Unité de fabrication chez Bénéteau
Unité de fabrication chez Bénéteau - F. PERRY / AFP

ECONOMIE – Sonnés par la crise économique, frappés par la crise boursière, les fabricants français de bateaux de plaisance tentent de sortir la tête de l'eau...

Les fabricants français de bateaux de plaisance, qui ont pris la crise de plein fouet, observent des signes de reprise grâce au dynamisme de nouveaux marchés comme le Brésil, mais la prudence reste de mise après la nouvelle tempête boursière de l'été.

Difficultés en Espagne

Le secteur essuie encore «des pertes sur les zones en difficulté comme l'Espagne ou les pays scandinaves, mais le côté positif ce sont les économies en croissance qui se dotent d'équipements nautiques» comme la Chine ou le Brésil, a expliqué Jean-François Fountaine, président de la Fédération des industries nautiques (Fin), lors d'une conférence de presse.

«La pratique nautique sur la côte brésilienne est en très forte croissance» et, pour les Français, le salon de Rio en avril a été «un très, très bon» cru, a relevé Jean-François Fountaine, également président du constructeur de catamarans Fountaine Pajot.

D'autres régions comme l'Asie, l'Europe de l'Est, le Moyen-Orient ou la Turquie sont très porteuses.

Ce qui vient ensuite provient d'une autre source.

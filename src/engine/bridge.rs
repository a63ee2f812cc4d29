//! Session with one engine process.
//!
//! The protocol carries no request ids, so exactly one search may be in
//! flight. Callers enqueue requests on an unbounded FIFO channel; a single
//! driver task owns the engine's stdin and works through the queue one
//! request at a time. A single reader task owns stdout for the whole
//! session, reassembles lines and forwards each `bestmove` to the driver.
//!
//! ```text
//!   search() ──► requests (FIFO) ──► driver ──► stdin
//!                                      ▲
//!   stdout ──► reader ── bestmove ─────┘
//! ```

use std::future::Future;
use std::time::Duration;

use tokio::io::{AsyncRead, AsyncReadExt, AsyncWrite, AsyncWriteExt};
use tokio::process::Child;
use tokio::sync::mpsc::error::TryRecvError;
use tokio::sync::{mpsc, oneshot, watch};
use tokio::task::JoinHandle;
use tokio::time::timeout;

use super::lines::LineBuffer;
use super::process::{forward_stderr, spawn_engine};
use super::protocol::{BestMove, EngineLine, UciCommand};
use super::{terminated, EngineError};
use crate::config::EngineConfig;

/// Size of each read from the engine's stdout.
const READ_CHUNK: usize = 4096;

/// How long `shutdown` waits for the engine to exit after `quit`.
const QUIT_GRACE: Duration = Duration::from_secs(2);

/// Lifecycle of an engine session.
#[derive(Debug, Clone, Copy, PartialEq, Eq)]
pub enum EngineState {
    /// Process started, handshake not yet written.
    Uninitialized,
    Ready,
    AwaitingBestMove,
    /// Process gone or pipe failed; every request now fails.
    Terminated,
}

type Reply<T> = oneshot::Sender<Result<T, EngineError>>;
type BestMoveLine = Result<BestMove, EngineError>;

enum Request {
    Search {
        moves: Vec<String>,
        nodes: u32,
        reply: Reply<BestMove>,
    },
    NewGame {
        reply: Reply<()>,
    },
    Quit,
}

impl Request {
    fn fail(self, error: EngineError) {
        match self {
            Request::Search { reply, .. } => {
                let _ = reply.send(Err(error));
            }
            Request::NewGame { reply } => {
                let _ = reply.send(Err(error));
            }
            Request::Quit => {}
        }
    }
}

/// Handle to a running engine session.
pub struct EngineBridge {
    requests: mpsc::UnboundedSender<Request>,
    state: watch::Receiver<EngineState>,
    history: Vec<String>,
    nodes: u32,
    child: Option<Child>,
    driver: Option<JoinHandle<()>>,
    reader: JoinHandle<()>,
    stderr: Option<JoinHandle<()>>,
}

impl EngineBridge {
    /// Launch the configured engine and start a session on its pipes.
    pub fn spawn(config: &EngineConfig) -> Result<Self, EngineError> {
        let process = spawn_engine(config)?;
        let mut bridge = Self::with_io(process.stdin, process.stdout, config);
        bridge.stderr = process.stderr.map(|s| tokio::spawn(forward_stderr(s)));
        bridge.child = Some(process.child);
        Ok(bridge)
    }

    /// Start a session over arbitrary pipes. The handshake options from
    /// `config` are written before any queued request.
    pub fn with_io<W, R>(writer: W, reader: R, config: &EngineConfig) -> Self
    where
        W: AsyncWrite + Unpin + Send + 'static,
        R: AsyncRead + Unpin + Send + 'static,
    {
        let (request_tx, request_rx) = mpsc::unbounded_channel();
        let (line_tx, line_rx) = mpsc::unbounded_channel();
        let (state_tx, state_rx) = watch::channel(EngineState::Uninitialized);

        let handshake = config
            .options
            .iter()
            .map(|(name, value)| UciCommand::SetOption {
                name: name.clone(),
                value: value.clone(),
            })
            .collect();
        let driver = Driver {
            writer,
            best_moves: line_rx,
            state: state_tx,
            search_timeout: config.search_timeout,
            stop_grace: config.stop_grace,
        };

        Self {
            requests: request_tx,
            state: state_rx,
            history: Vec::new(),
            nodes: config.nodes,
            child: None,
            driver: Some(tokio::spawn(driver.run(handshake, request_rx))),
            reader: tokio::spawn(read_lines(reader, line_tx)),
            stderr: None,
        }
    }

    /// Seed the notation history, e.g. when replacing a crashed session.
    pub fn with_history(mut self, history: Vec<String>) -> Self {
        self.history = history;
        self
    }

    pub fn state(&self) -> EngineState {
        *self.state.borrow()
    }

    /// Wait until the handshake has been written (or the session died).
    pub async fn ready(&self) -> EngineState {
        let mut state = self.state.clone();
        state
            .wait_for(|s| *s != EngineState::Uninitialized)
            .await
            .map(|s| *s)
            .unwrap_or(EngineState::Terminated)
    }

    /// Moves sent with every position, oldest first.
    pub fn history(&self) -> &[String] {
        &self.history
    }

    /// Append an applied move. Does not start a search.
    pub fn record_move(&mut self, notation: impl Into<String>) {
        self.history.push(notation.into());
    }

    pub fn nodes(&self) -> u32 {
        self.nodes
    }

    /// Queue a search from the start position through the current history.
    ///
    /// The request is enqueued when this is called, not when the future is
    /// first polled, so searches resolve in call order.
    pub fn search(&self) -> impl Future<Output = Result<BestMove, EngineError>> + Send + 'static {
        let (reply, response) = oneshot::channel();
        let queued = self
            .requests
            .send(Request::Search {
                moves: self.history.clone(),
                nodes: self.nodes,
                reply,
            })
            .is_ok();
        async move {
            if !queued {
                return Err(terminated("engine session has ended"));
            }
            response
                .await
                .map_err(|_| terminated("engine session dropped the request"))?
        }
    }

    /// Clear the history and tell the engine a new game starts.
    pub async fn new_game(&mut self) -> Result<(), EngineError> {
        self.history.clear();
        let (reply, response) = oneshot::channel();
        self.requests
            .send(Request::NewGame { reply })
            .map_err(|_| terminated("engine session has ended"))?;
        response
            .await
            .map_err(|_| terminated("engine session dropped the request"))?
    }

    /// Send `quit` after any queued work and wait briefly for the process to
    /// exit, killing it otherwise.
    pub async fn shutdown(mut self) {
        let _ = self.requests.send(Request::Quit);
        if let Some(driver) = self.driver.take() {
            let _ = timeout(QUIT_GRACE, driver).await;
        }
        if let Some(mut child) = self.child.take() {
            match timeout(QUIT_GRACE, child.wait()).await {
                Ok(Ok(status)) => log::info!("engine exited with {}", status),
                _ => {
                    log::warn!("engine did not exit after quit, killing it");
                    let _ = child.kill().await;
                }
            }
        }
    }
}

impl Drop for EngineBridge {
    fn drop(&mut self) {
        if let Some(driver) = &self.driver {
            driver.abort();
        }
        self.reader.abort();
        if let Some(stderr) = &self.stderr {
            stderr.abort();
        }
    }
}

/// Why a search failed and whether the session survives it.
struct Failure {
    error: EngineError,
    fatal: bool,
}

impl Failure {
    fn fatal(error: EngineError) -> Self {
        Failure { error, fatal: true }
    }

    fn recoverable(error: EngineError) -> Self {
        Failure {
            error,
            fatal: false,
        }
    }
}

struct Driver<W> {
    writer: W,
    best_moves: mpsc::UnboundedReceiver<BestMoveLine>,
    state: watch::Sender<EngineState>,
    search_timeout: Option<Duration>,
    stop_grace: Duration,
}

impl<W: AsyncWrite + Unpin + Send> Driver<W> {
    async fn run(mut self, handshake: Vec<UciCommand>, mut requests: mpsc::UnboundedReceiver<Request>) {
        let reason = match self.serve(handshake, &mut requests).await {
            Ok(()) => "engine session closed".to_string(),
            Err(e) => {
                log::warn!("engine session terminated: {}", e);
                e.to_string()
            }
        };
        self.state.send_replace(EngineState::Terminated);
        requests.close();
        while let Ok(request) = requests.try_recv() {
            request.fail(terminated(reason.clone()));
        }
    }

    async fn serve(
        &mut self,
        handshake: Vec<UciCommand>,
        requests: &mut mpsc::UnboundedReceiver<Request>,
    ) -> Result<(), EngineError> {
        for command in &handshake {
            self.send(command).await?;
        }
        self.state.send_replace(EngineState::Ready);

        loop {
            let request = tokio::select! {
                request = requests.recv() => match request {
                    Some(request) => request,
                    None => return Ok(()),
                },
                stray = self.best_moves.recv() => match stray {
                    Some(line) => {
                        log::debug!("discarding bestmove with no search in flight: {:?}", line);
                        continue;
                    }
                    None => return Err(terminated("engine closed its output")),
                },
            };

            match request {
                Request::Search {
                    moves,
                    nodes,
                    reply,
                } => {
                    if *self.state.borrow() != EngineState::Ready {
                        let _ = reply.send(Err(EngineError::ConcurrentRequest));
                        continue;
                    }
                    match self.search(moves, nodes).await {
                        Ok(best) => {
                            let _ = reply.send(Ok(best));
                        }
                        Err(Failure { error, fatal }) => {
                            let reason = error.to_string();
                            let _ = reply.send(Err(error));
                            if fatal {
                                return Err(terminated(reason));
                            }
                        }
                    }
                }
                Request::NewGame { reply } => match self.send(&UciCommand::UciNewGame).await {
                    Ok(()) => {
                        let _ = reply.send(Ok(()));
                    }
                    Err(e) => {
                        let reason = e.to_string();
                        let _ = reply.send(Err(e));
                        return Err(terminated(reason));
                    }
                },
                Request::Quit => {
                    self.send(&UciCommand::Quit).await?;
                    return Ok(());
                }
            }
        }
    }

    async fn search(&mut self, moves: Vec<String>, nodes: u32) -> Result<BestMove, Failure> {
        self.discard_stale().map_err(Failure::fatal)?;
        self.state.send_replace(EngineState::AwaitingBestMove);
        self.send(&UciCommand::Position { moves })
            .await
            .map_err(Failure::fatal)?;
        self.send(&UciCommand::GoNodes(nodes))
            .await
            .map_err(Failure::fatal)?;

        let answer = match self.search_timeout {
            None => self.best_moves.recv().await,
            Some(limit) => match timeout(limit, self.best_moves.recv()).await {
                Ok(answer) => answer,
                Err(_) => return Err(self.abandon(limit).await),
            },
        };
        match answer {
            Some(Ok(best)) => {
                self.state.send_replace(EngineState::Ready);
                Ok(best)
            }
            Some(Err(e)) => {
                self.state.send_replace(EngineState::Ready);
                Err(Failure::recoverable(e))
            }
            None => Err(Failure::fatal(terminated("engine closed its output"))),
        }
    }

    /// Stop a search that ran past its limit. The session survives if the
    /// engine answers the `stop` within the grace period.
    async fn abandon(&mut self, limit: Duration) -> Failure {
        log::warn!("no bestmove after {:?}, sending stop", limit);
        let timed_out = EngineError::Timeout { after: limit };
        if let Err(e) = self.send(&UciCommand::Stop).await {
            log::warn!("{}", e);
            return Failure::fatal(timed_out);
        }
        match timeout(self.stop_grace, self.best_moves.recv()).await {
            Ok(Some(late)) => {
                log::debug!("discarding bestmove after stop: {:?}", late);
                self.state.send_replace(EngineState::Ready);
                Failure::recoverable(timed_out)
            }
            _ => Failure::fatal(timed_out),
        }
    }

    /// Drop answers that arrived with no search in flight so they cannot
    /// complete the next one.
    fn discard_stale(&mut self) -> Result<(), EngineError> {
        loop {
            match self.best_moves.try_recv() {
                Ok(line) => log::debug!("discarding stale bestmove: {:?}", line),
                Err(TryRecvError::Empty) => return Ok(()),
                Err(TryRecvError::Disconnected) => {
                    return Err(terminated("engine closed its output"))
                }
            }
        }
    }

    async fn send(&mut self, command: &UciCommand) -> Result<(), EngineError> {
        log::trace!("engine < {}", command);
        let line = format!("{}\n", command);
        let write = async {
            self.writer.write_all(line.as_bytes()).await?;
            self.writer.flush().await
        };
        write
            .await
            .map_err(|e| terminated(format!("write to engine failed: {}", e)))
    }
}

/// Single consumer of the engine's output for the whole session.
async fn read_lines<R: AsyncRead + Unpin>(mut reader: R, best_moves: mpsc::UnboundedSender<BestMoveLine>) {
    let mut buffer = LineBuffer::new();
    let mut chunk = vec![0u8; READ_CHUNK];
    loop {
        let n = match reader.read(&mut chunk).await {
            Ok(0) => break,
            Ok(n) => n,
            Err(e) => {
                log::warn!("reading engine output failed: {}", e);
                break;
            }
        };
        for line in buffer.push(&chunk[..n]) {
            if !dispatch_line(&line, &best_moves) {
                return;
            }
        }
    }
    if let Some(line) = buffer.finish() {
        dispatch_line(&line, &best_moves);
    }
    log::debug!("engine output closed");
}

/// Forward a `bestmove` line to the driver. Returns false once the driver
/// is gone.
fn dispatch_line(line: &str, best_moves: &mpsc::UnboundedSender<BestMoveLine>) -> bool {
    log::trace!("engine > {}", line);
    let answer = match EngineLine::parse(line) {
        EngineLine::BestMove(best) => Ok(best),
        EngineLine::MalformedBestMove(line) => Err(EngineError::MalformedResponse { line }),
        EngineLine::Other(_) => return true,
    };
    best_moves.send(answer).is_ok()
}
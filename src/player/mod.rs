//! Player trait and implementations
//!
//! This module defines the Player trait and provides concrete implementations:
//! - RandomPlayer: uniformly random legal moves, used for self play and as a
//!   stand-in when the engine is unavailable
//! - CliPlayer: moves typed on the terminal

use crate::core::board::Board;
use crate::domain::MoveRequest;
use rand::rngs::SmallRng;

/// Interface implemented by different player types.
pub trait Player: Send {
    /// Choose the next move for the side to move, or `None` if the player
    /// has nothing to offer (no legal move, or input ended).
    fn select_move(&mut self, rng: &mut SmallRng, board: &Board) -> Option<MoveRequest>;

    /// Inform the player of a move that was rejected.
    fn handle_rejection(&mut self, _request: &MoveRequest, _reason: &str) {}
}

// Re-export implementations
pub mod random;
pub use random::RandomPlayer;

#[cfg(feature = "std")]
pub mod cli;
#[cfg(feature = "std")]
pub use cli::CliPlayer;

Deux tiers de la production exportée

Et aujourd'hui, alors que les industriels français exportent environ les deux tiers de leur production, l'international est un véritable «enjeu», a insisté Yves Lyon-Caen, président du conseil de surveillance de Bénéteau, principal constructeur français et vice-président de la Fin.

Mais pour poursuivre sur cette voie, les industriels ont «des efforts d'adaptation à faire --sur le design notamment-- car certains marchés n'acceptent pas les produits européens spontanément», a prévenu Yves Lyon-Caen.

La reprise se fait attendre

Sur les marchés traditionnels, «la reprise se fait attendre aux Etats-Unis ou en Italie», mais l'Allemagne et la France se démarquent favorablement, note la Fin.

En France, le début de la saison 2010/2011 a été très dynamique mais l'activité s'est tassée au second semestre, a commenté Yves Lyon-Caen.

Néanmoins, les immatriculations de bateaux neufs devraient enfin repasser dans le vert, avec une hausse située entre 0 et 2% par rapport à l'année précédente, selon la Fédération. En 2009/2010, elles avaient reculé de 3,7%, et même de 17,4% en 2008/2009.

Les bateaux à moteur prisés

Dans le détail, les bateaux à moteur ont été davantage prisés (+3%) que les voiliers (-3%).

Par ailleurs, «les ventes ont été soutenues par le marché de l'occasion», a souligné Colette Certoux, directrice générale de Carene Service, spécialiste de la maintenance navale.

Les immatriculations sur le marché de l'occasion devraient progresser de 4% pour la saison. Le marché du moteur neuf (fixe et hors-bord) est quant à lui «stable», relève la fédération professionnelle.

Les deux grands salons français de la rentrée vont permettre de vérifier ces tendances alors que le marché se retrouve face à une nouvelle inconnue.

Chute des Bourses

Les dirigeants du secteur se demandent en effet si la dégringolade des marchés financiers cet été va avoir un «impact psychologique» sur les acheteurs.

Au plus fort de la récente crise, le secteur avait connu des baisses d'activité de 40 à 50%, les clients remettant à des jours meilleurs l'achat d'un bateau.

«La crise boursière mais surtout la crainte» des mesures de restriction ou de nouveaux impôts peuvent avoir une répercussion sur la clientèle, a admis Yves Lyon-Caen. Néanmoins, il est trop tôt pour le mesurer: «nous en saurons plus après les salons de septembre», a-t-il ajouté.

Le festival de la plaisance de Cannes se tiendra du 6 au 11 septembre et le Grand Pavois de La Rochelle du 14 au 19 septembre.